The development of somatic cell nuclear transfer (SCNT) embryos critically depends on appropriate reprogramming and expression of pluripotency genes, such as Pou5f1 / POU5F1 (previously known as Oct4 / OCT4 ). To study POU5F1 transcription activation in living bovine SCNT embryos without interference by maternal POU5F1 mRNA, we generated chromosomally normal fetal fibroblast donor cells stably carrying a mouse Pou5f1 promoter-driven enhanced green fluorescent protein (EGFP) reporter gene at a single integration site without detectable EGFP expression. Morphologic and quantitative analyses of whole-mount SCNT embryos by confocal microscopy revealed robust initial activation of the Pou5f1 reporter gene during the fourth cell cycle. In Day 6 SCNT embryos EGFP expression levels were markedly higher than in Day 4 embryos but varied substantially between individual embryos, even at comparable cell numbers. Embryos with low EGFP levels had far more morphologically abnormal cell nuclei than those with high EGFP levels. Our data strongly suggest that bovine SCNT embryos consistently start activation of the POU5F1 promoter during the fourth cell cycle, whereas later in development the expression level substantially differs between individual embryos, which may be associated with developmental potential.
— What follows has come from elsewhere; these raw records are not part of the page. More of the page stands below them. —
//! Application configuration structures.

use std::fs;
use std::path::{Path, PathBuf};

use serde::{Deserialize, Serialize};

use crate::error::{AppError, Result};
use crate::models::DetailSelectors;
use crate::services::DetailExtractor;

/// Root application configuration.
#[derive(Debug, Clone, Serialize, Deserialize)]
pub struct Config {
    /// Subject categories to crawl, one feed request each
    #[serde(default = "defaults::categories")]
    pub categories: Vec<String>,

    /// HTTP and crawling behavior settings
    #[serde(default)]
    pub crawler: CrawlerConfig,

    /// Aggregation behavior
    #[serde(default)]
    pub pipeline: PipelineConfig,

    /// Export destinations
    #[serde(default)]
    pub output: OutputConfig,

    /// Extraction rules for detail pages
    #[serde(default)]
    pub selectors: DetailSelectors,
}

impl Config {
    /// Load configuration from a TOML file.
    pub fn load(path: impl AsRef<Path>) -> Result<Self> {
        let path = path.as_ref();
        let content = fs::read_to_string(path)
            .map_err(|e| AppError::config(format!("cannot read {}: {}", path.display(), e)))?;
        Ok(toml::from_str(&content)?)
    }

    /// Load configuration or return default if loading fails.
    pub fn load_or_default(path: impl AsRef<Path>) -> Self {
        Self::load(&path).unwrap_or_else(|e| {
            log::warn!(
                "Config load failed from {:?}: {}. Using defaults.",
                path.as_ref(),
                e
            );
            Self::default()
        })
    }

    /// Validate configuration values for basic sanity.
    pub fn validate(&self) -> Result<()> {
        if self.crawler.user_agent.trim().is_empty() {
            return Err(AppError::validation("crawler.user_agent is empty"));
        }
        if self.crawler.timeout_secs == 0 {
            return Err(AppError::validation("crawler.timeout_secs must be > 0"));
        }
        if self.crawler.max_concurrent == 0 {
            return Err(AppError::validation("crawler.max_concurrent must be > 0"));
        }
        if self.categories.is_empty() {
            return Err(AppError::validation("No categories defined"));
        }
        if self.categories.iter().any(|c| c.trim().is_empty()) {
            return Err(AppError::validation("Category names must not be blank"));
        }
        url::Url::parse(&self.crawler.feed_base_url)?;
        DetailExtractor::new(&self.selectors)?;
        Ok(())
    }
}

impl Default for Config {
    fn default() -> Self {
        Self {
            categories: defaults::categories(),
            crawler: CrawlerConfig::default(),
            pipeline: PipelineConfig::default(),
            output: OutputConfig::default(),
            selectors: DetailSelectors::default(),
        }
    }
}

/// HTTP client and crawling behavior settings.
#[derive(Debug, Clone, Serialize, Deserialize)]
pub struct CrawlerConfig {
    /// User-Agent header for HTTP requests
    #[serde(default = "defaults::user_agent")]
    pub user_agent: String,

    /// Request timeout in seconds
    #[serde(default = "defaults::timeout")]
    pub timeout_secs: u64,

    /// Maximum requests in flight across all categories
    #[serde(default = "defaults::max_concurrent")]
    pub max_concurrent: usize,

    /// Pause after each request in milliseconds
    #[serde(default)]
    pub request_delay_ms: u64,

    /// Feed URL prefix; the category name is appended verbatim
    #[serde(default = "defaults::feed_base_url")]
    pub feed_base_url: String,
}

impl Default for CrawlerConfig {
    fn default() -> Self {
        Self {
            user_agent: defaults::user_agent(),
            timeout_secs: defaults::timeout(),
            max_concurrent: defaults::max_concurrent(),
            request_delay_ms: 0,
            feed_base_url: defaults::feed_base_url(),
        }
    }
}

/// What happens to a category when one of its detail pages fails.
#[derive(Debug, Clone, Copy, Default, PartialEq, Eq, Serialize, Deserialize)]
#[serde(rename_all = "snake_case")]
pub enum FailurePolicy {
    /// Drop only the failing entry and keep the rest of the category.
    #[default]
    SkipEntry,
    /// Drop every record of the category.
    AbortCategory,
}

/// Aggregation settings.
#[derive(Debug, Clone, Default, Serialize, Deserialize)]
pub struct PipelineConfig {
    #[serde(default)]
    pub failure_policy: FailurePolicy,

    /// Remove records sharing a canonical link (first occurrence wins)
    #[serde(default)]
    pub dedupe: bool,
}

/// Export destinations.
#[derive(Debug, Clone, Serialize, Deserialize)]
pub struct OutputConfig {
    /// CSV export path
    #[serde(default = "defaults::output_path")]
    pub path: PathBuf,

    /// Failure report path, written only when something failed
    #[serde(default = "defaults::failures_path")]
    pub failures_path: PathBuf,
}

impl Default for OutputConfig {
    fn default() -> Self {
        Self {
            path: defaults::output_path(),
            failures_path: defaults::failures_path(),
        }
    }
}

mod defaults {
    use std::path::PathBuf;

    pub fn categories() -> Vec<String> {
        [
            "computer science",
            "security",
            "software engineering",
            "information technology",
            "communications",
            "networking",
            "information systems",
            "databases",
            "networks",
            "computer engineering",
            "semantic web",
            "software",
            "distributed systems",
            "blockchain",
        ]
        .into_iter()
        .map(String::from)
        .collect()
    }

    // Crawler defaults
    pub fn user_agent() -> String {
        "Mozilla/5.0 (compatible; cfp-crawler/0.1)".into()
    }
    pub fn timeout() -> u64 {
        30
    }
    pub fn max_concurrent() -> usize {
        16
    }
    pub fn feed_base_url() -> String {
        "http://www.wikicfp.com/cfp/rss?cat=".into()
    }

    // Output defaults
    pub fn output_path() -> PathBuf {
        PathBuf::from("conferences.csv")
    }
    pub fn failures_path() -> PathBuf {
        PathBuf::from("failures.json")
    }
}

#[cfg(test)]
mod tests {
    use super::*;

    #[test]
    fn load_missing_file_is_config_error() {
        let dir = tempfile::tempdir().unwrap();
        let err = Config::load(dir.path().join("absent.toml")).unwrap_err();
        assert!(matches!(err, AppError::Config(_)));
        assert!(err.to_string().contains("absent.toml"));
    }

    #[test]
    fn load_reads_toml_file() {
        let dir = tempfile::tempdir().unwrap();
        let path = dir.path().join("config.toml");
        fs::write(&path, "categories = [\"blockchain\"]\n").unwrap();

        let config = Config::load(&path).unwrap();

        assert_eq!(config.categories, vec!["blockchain".to_string()]);
        assert_eq!(config.crawler.max_concurrent, 16);
    }

    #[test]
    fn load_or_default_falls_back() {
        let dir = tempfile::tempdir().unwrap();
        let config = Config::load_or_default(dir.path().join("absent.toml"));
        assert_eq!(config.categories.len(), 14);
    }

    #[test]
    fn validate_default_config_ok() {
        assert!(Config::default().validate().is_ok());
    }

    #[test]
    fn validate_rejects_empty_user_agent() {
        let mut config = Config::default();
        config.crawler.user_agent = "  ".to_string();
        assert!(config.validate().is_err());
    }

    #[test]
    fn validate_rejects_zero_concurrency() {
        let mut config = Config::default();
        config.crawler.max_concurrent = 0;
        assert!(config.validate().is_err());
    }

    #[test]
    fn validate_rejects_empty_categories() {
        let mut config = Config::default();
        config.categories.clear();
        assert!(config.validate().is_err());
    }

    #[test]
    fn validate_rejects_bad_selector() {
        let mut config = Config::default();
        config.selectors.note_cell = "[[invalid".to_string();
        assert!(matches!(
            config.validate(),
            Err(AppError::Selector { .. })
        ));
    }

    #[test]
    fn default_categories_are_compiled_in() {
        let config = Config::default();
        assert_eq!(config.categories.len(), 14);
        assert_eq!(config.categories[0], "computer science");
        assert_eq!(config.categories[13], "blockchain");
    }

    #[test]
    fn partial_toml_fills_defaults() {
        let config: Config = toml::from_str(
            r#"
            categories = ["security"]

            [crawler]
            max_concurrent = 4

            [pipeline]
            failure_policy = "abort_category"
            "#,
        )
        .unwrap();

        assert_eq!(config.categories, vec!["security"]);
        assert_eq!(config.crawler.max_concurrent, 4);
        assert_eq!(config.crawler.timeout_secs, 30);
        assert_eq!(config.pipeline.failure_policy, FailurePolicy::AbortCategory);
        assert!(!config.pipeline.dedupe);
        assert_eq!(config.output.path, PathBuf::from("conferences.csv"));
        assert_eq!(config.selectors, DetailSelectors::default());
    }
}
In fibroblasts from phenotypically normal SCNT fetuses recovered on Day 34, the Pou5f1 reporter promoter was silent but was activated by a second round of SCNT. The restoration of pluripotency can be directly observed in living cells or SCNT embryos from such Pou5f1 -EGFP transgenic fetuses, providing an attractive model for systematic investigation of epigenetic reprogramming in large mammals.